I have a conference on Saturday. This is Wednesday night, and at the time when I poke my face back into my mentions because I see the tab has lit up, and I need to take about 30 seconds between Doing Things and get my brain back a little, it is a half-hour until the "omg it's 3 days ARE WE READY" phone call with my boss on this project. I am a little daunted by the volume of remaining work, but it's Wednesday night and we got this; I'll be working my ass off for the rest of the night and the two subsequent weekdays in order to make it happen.
I poke my face into my mentions, and I see that some little asshole who thinks he's clever has said something he thinks is funny and hopes is hurtful in reply to my tweet.
My response is maybe 5% hurt and 95% murderous rage. I don't own firearms because I don't trust my impulse control, and in that moment I was honestly feeling like there is no possible redemption for the sort of person who thinks that going into a hashtag like that and saying that sort of thing is a fun form of entertainment. If the guy had been in front of me I might have straight-up punched him. Instead, I blockreported him on Twitter.
Street harassment is something that can escalate quickly. They always seem to zoom in on when you've just had an ass of a day, maybe your pain levels are through the roof, and some guy decides that you need to spend more of your attention on HIM, and if things don't go the way he wants them to, he may escalate in weird and unfortunate ways, including actual assault, following you home or until he gets bored, or more extended stalking. It does often end with no assault and no stalking, but the ways in which it could go suddenly and deeply bad with no warning mean that it's appropriate to prepare to respond to a threat to your life when you receive street harassment.
Certain kinds of online harassment have enough in common with street harassment that it rings the same bells, and the now (very sadly) common escalation of SWATing means that online harassment that escalates is a very real physical risk. I didn't think this guy would actually notice that I'd blocked him, and he was harassing enough people that I doubt he'd have been able to trace any consequences-from-Twitter back to me, but it was an unfriendly reminder that like it or not, I live in a society where I'm considered an acceptable target if I call attention to myself in public, or sometimes even if I don't.
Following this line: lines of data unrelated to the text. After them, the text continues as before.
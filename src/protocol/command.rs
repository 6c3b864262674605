//! Command definitions
//!
//! Represents commands from clients.

/// Command types
#[derive(Debug, Clone, Copy, PartialEq, Eq)]
pub enum CommandType {
    Set,
    Get,
    Delete,
    Expire,
    Ttl,
    Begin,
    Commit,
    Rollback,
    Sort,
    List,
}

impl CommandType {
    /// Upper-case verb as written on the wire
    pub fn verb(&self) -> &'static str {
        match self {
            CommandType::Set => "SET",
            CommandType::Get => "GET",
            CommandType::Delete => "DELETE",
            CommandType::Expire => "EXPIRE",
            CommandType::Ttl => "TTL",
            CommandType::Begin => "BEGIN",
            CommandType::Commit => "COMMIT",
            CommandType::Rollback => "ROLLBACK",
            CommandType::Sort => "SORT",
            CommandType::List => "LIST",
        }
    }

    /// Look up a verb, ignoring case
    pub fn from_verb(verb: &str) -> Option<Self> {
        let ty = match verb.to_ascii_uppercase().as_str() {
            "SET" => CommandType::Set,
            "GET" => CommandType::Get,
            "DELETE" => CommandType::Delete,
            "EXPIRE" => CommandType::Expire,
            "TTL" => CommandType::Ttl,
            "BEGIN" => CommandType::Begin,
            "COMMIT" => CommandType::Commit,
            "ROLLBACK" => CommandType::Rollback,
            "SORT" => CommandType::Sort,
            "LIST" => CommandType::List,
            _ => return None,
        };
        Some(ty)
    }

    /// Exact argument count after the verb, if the command checks it
    pub fn arity(&self) -> Option<usize> {
        match self {
            CommandType::Set | CommandType::Expire => Some(2),
            CommandType::Get | CommandType::Delete | CommandType::Ttl => Some(1),
            _ => None,
        }
    }
}

/// A parsed command
#[derive(Debug, Clone, PartialEq, Eq)]
pub enum Command {
    /// Set a value (clears TTL)
    Set { key: String, value: String },

    /// Get a value by key
    Get { key: String },

    /// Delete a key
    Delete { key: String },

    /// Expire a key after `seconds` (may be negative)
    Expire { key: String, seconds: i64 },

    /// Remaining lifetime of a key
    Ttl { key: String },

    /// Start the store-wide transaction
    Begin,

    /// Apply staged operations
    Commit,

    /// Discard staged operations
    Rollback,

    /// Dump entries ordered by value
    Sort,

    /// Dump entries
    List,
}

impl Command {
    /// Get the command type
    pub fn command_type(&self) -> CommandType {
        match self {
            Command::Set { .. } => CommandType::Set,
            Command::Get { .. } => CommandType::Get,
            Command::Delete { .. } => CommandType::Delete,
            Command::Expire { .. } => CommandType::Expire,
            Command::Ttl { .. } => CommandType::Ttl,
            Command::Begin => CommandType::Begin,
            Command::Commit => CommandType::Commit,
            Command::Rollback => CommandType::Rollback,
            Command::Sort => CommandType::Sort,
            Command::List => CommandType::List,
        }
    }
}
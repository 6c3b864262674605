//! Error types for memkv
//!
//! Provides a unified error type for all operations.

use thiserror::Error;

/// Result type alias using MemKvError
pub type Result<T> = std::result::Result<T, MemKvError>;

/// Unified error type for memkv operations
///
/// A missing key is not an error: lookups return `Option` and mutations
/// report [`KeyStatus::NotFound`](crate::store::KeyStatus::NotFound).
#[derive(Debug, Error)]
pub enum MemKvError {
    // -------------------------------------------------------------------------
    // I/O Errors
    // -------------------------------------------------------------------------
    #[error("IO error: {0}")]
    Io(#[from] std::io::Error),

    // -------------------------------------------------------------------------
    // Snapshot Errors
    // -------------------------------------------------------------------------
    #[error("Serialization error: {0}")]
    Serialization(String),

    #[error("Snapshot corruption detected: {0}")]
    SnapshotCorruption(String),

    // -------------------------------------------------------------------------
    // Request Errors
    // -------------------------------------------------------------------------
    /// Wrong number of arguments for a known command
    #[error("INPUT ERROR")]
    Input,

    /// Verb not recognized
    #[error("Invalid command")]
    UnknownCommand,

    #[error("Invalid argument: {0}")]
    InvalidArgument(String),

    #[error("Protocol error: {0}")]
    Protocol(String),

    // -------------------------------------------------------------------------
    // Network Errors
    // -------------------------------------------------------------------------
    #[error("Network error: {0}")]
    Network(String),

    // -------------------------------------------------------------------------
    // Configuration Errors
    // -------------------------------------------------------------------------
    #[error("Configuration error: {0}")]
    Config(String),
}

impl From<bincode::Error> for MemKvError {
    fn from(e: bincode::Error) -> Self {
        MemKvError::Serialization(e.to_string())
    }
}
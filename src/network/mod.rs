//! Network Module
//!
//! TCP server and client handling.
//!
//! ## Architecture
//! - Single acceptor loop
//! - One thread per connection
//! - Commands routed through Engine
//! - Sweep and snapshot run from accept hooks

mod server;
mod connection;
mod hooks;
mod client;

pub use server::{Server, ShutdownHandle};
pub use connection::Connection;
pub use hooks::{AcceptHook, DefaultHooks, NoHooks};
pub use client::{Client, CONTINUATION_THRESHOLD, CONTINUATION_WAIT, REPLY_BUFFER_SIZE};
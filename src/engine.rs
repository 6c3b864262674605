//! Engine Module
//!
//! Ties the store, its snapshot file, and command dispatch together.
//!
//! ## Responsibilities
//! - Create the data directory and load the snapshot on startup
//! - Execute parsed commands against the store
//! - Turn every request failure into reply text at the request boundary
//! - Expose the sweep and snapshot primitives the server loop drives

use std::fs;
use std::path::Path;

use crate::config::Config;
use crate::error::Result;
use crate::protocol::{
    parse_command, Command, Response, REPLY_BEGIN, REPLY_COMMIT, REPLY_NONE, REPLY_OK,
    REPLY_ROLLBACK,
};
use crate::snapshot::{Snapshot, SnapshotInfo};
use crate::store::{KeyStatus, Store};

/// The store engine shared by all connections
///
/// The engine never sweeps or snapshots on its own; `sweep` and
/// `save_snapshot` are called by whoever drives it (normally the server's
/// accept hook).
pub struct Engine {
    /// Engine configuration
    config: Config,

    /// The key-value store (one coarse lock inside)
    store: Store,

    /// Snapshot file for `store`
    snapshot: Snapshot,
}

impl Engine {
    /// Open an engine with the given config
    ///
    /// On startup:
    /// 1. Create the data directory if needed
    /// 2. Load the snapshot if the file exists
    pub fn open(config: Config) -> Result<Self> {
        config.validate()?;

        // Step 1: Create data directory if it doesn't exist
        fs::create_dir_all(&config.data_dir)?;

        // Step 2: Load snapshot (missing file means empty store)
        let store = Store::new();
        let snapshot = Snapshot::new(config.snapshot_path());
        snapshot.load(&store)?;

        Ok(Self {
            config,
            store,
            snapshot,
        })
    }

    /// Open with a path (convenience method)
    ///
    /// Uses default config with the specified data directory
    pub fn open_path(path: &Path) -> Result<Self> {
        let config = Config::builder().data_dir(path).build();
        Self::open(config)
    }

    /// Parse and execute one raw request
    ///
    /// Never fails: any error becomes its reply text.
    pub fn handle_request(&self, request: &str) -> Response {
        match parse_command(request).and_then(|command| self.execute(command)) {
            Ok(response) => response,
            Err(e) => {
                tracing::debug!(error = %e, "Request failed");
                Response::from_error(&e)
            }
        }
    }

    /// Execute a command
    ///
    /// Routes commands to the store
    pub fn execute(&self, command: Command) -> Result<Response> {
        let response = match command {
            Command::Set { key, value } => {
                self.store.set(key, value);
                Response::ok(REPLY_OK)
            }
            Command::Get { key } => match self.store.get(&key) {
                // An empty value reads the same as a missing one
                Some(value) if !value.is_empty() => Response::ok(value),
                _ => Response::ok(REPLY_NONE),
            },
            Command::Delete { key } => status_response(self.store.delete(&key)),
            Command::Expire { key, seconds } => status_response(self.store.expire(&key, seconds)?),
            Command::Ttl { key } => Response::ok(self.store.ttl(&key).to_string()),
            Command::Begin => {
                self.store.begin();
                Response::ok(REPLY_BEGIN)
            }
            Command::Commit => {
                let applied = self.store.commit();
                tracing::debug!(applied, "Transaction committed");
                Response::ok(REPLY_COMMIT)
            }
            Command::Rollback => {
                let discarded = self.store.rollback();
                tracing::debug!(discarded, "Transaction rolled back");
                Response::ok(REPLY_ROLLBACK)
            }
            Command::Sort => Response::ok(self.store.sort()),
            Command::List => Response::ok(self.store.list()),
        };

        Ok(response)
    }

    /// Evict expired keys now
    pub fn sweep(&self) -> usize {
        let evicted = self.store.sweep_expired();
        if evicted > 0 {
            tracing::debug!(evicted, "Expired keys swept");
        }
        evicted
    }

    /// Write the current committed state to the snapshot file
    pub fn save_snapshot(&self) -> Result<SnapshotInfo> {
        self.snapshot.save(&self.store)
    }

    /// Replace the store's entries with the snapshot file, if present
    pub fn load_snapshot(&self) -> Result<Option<SnapshotInfo>> {
        self.snapshot.load(&self.store)
    }

    // =========================================================================
    // Accessors (for testing and debugging)
    // =========================================================================

    /// Get the store
    pub fn store(&self) -> &Store {
        &self.store
    }

    /// Get the snapshot file path
    pub fn snapshot_path(&self) -> &Path {
        self.snapshot.path()
    }

    /// Get the configuration
    pub fn config(&self) -> &Config {
        &self.config
    }
}

fn status_response(status: KeyStatus) -> Response {
    match status {
        KeyStatus::Ok => Response::ok(REPLY_OK),
        KeyStatus::NotFound => Response::not_found(),
    }
}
As adrenaline spikes go, this one was moderate. It wasn't nearly as significant as the time I didn't inspect the cord of a small bedside appliance before plugging it in, and sparks shot everywhere and I killed the power strip (rest in peace, power strip, you performed your job adequately!) and then I stripped my bed and stayed awake for two hours before putting it back together and going to sleep because I didn't want to literally die in a fire. It wasn't as significant as the time when I enjoined a guy in the middle of a domestic row to go take a walk. I knew I had about 30 minutes to an hour of unpleasant activation in front of me, and that normally I would deal with this by doing something physical, like doing the laundry or other involved housework, to burn off the adrenaline in a safe, relatively comfortable, and productive way.
Instead, I was editing MS Publisher files with an annoying lag because the images were a little too large for my under-powered computer to be happy about shoving around in real time, and in a mindset of write the other fifty-one!. With a phone call in half an hour.
I was also pessimistic about my chances of blockreporting him on Twitter even doing anything. I have heard that Twitter is making some changes to how it handles reporting of bad actors. But based on the experiences of some people who have been getting some Really Not Okay things on Twitter and Twitter saying that it was totally okay -- an account that appears to be 100% trolling that ought to get you suspended from high school and a conference with your mom, but not actually making death threats or rape threats? PESSIMISTIC. That made my reporting feel futile, and the bad UX of the Twitter reporting workflow made me go out of my way to look at shit that I didn't want to be looking at. (Possibly more on that separately.) So instead of the Twitter reporting serving as an outlet for my rage and a point of closure, it amplified it in a way where I wound up more globally despairing of anyone ever being able to do anything about active shitwheels like this dude. Because it's never just one asshole, it's the culture of impunity where one asshole feels like yeah, he can spend a couple hours each day being a dick online and nothing bad will ever happen to him for it. One bad apple puts the rest of the barrel in danger. (That's what that saying means. If you have one bad apple, you had better remove it immediately and completely, or the rest of the apples in the barrel will think that decay is a SUPER GREAT idea, and they should try it too. It does not mean "don't worry about him, it's just an isolated incident.") I'd guess that the Twitter barrel is about 25% rotten at this point.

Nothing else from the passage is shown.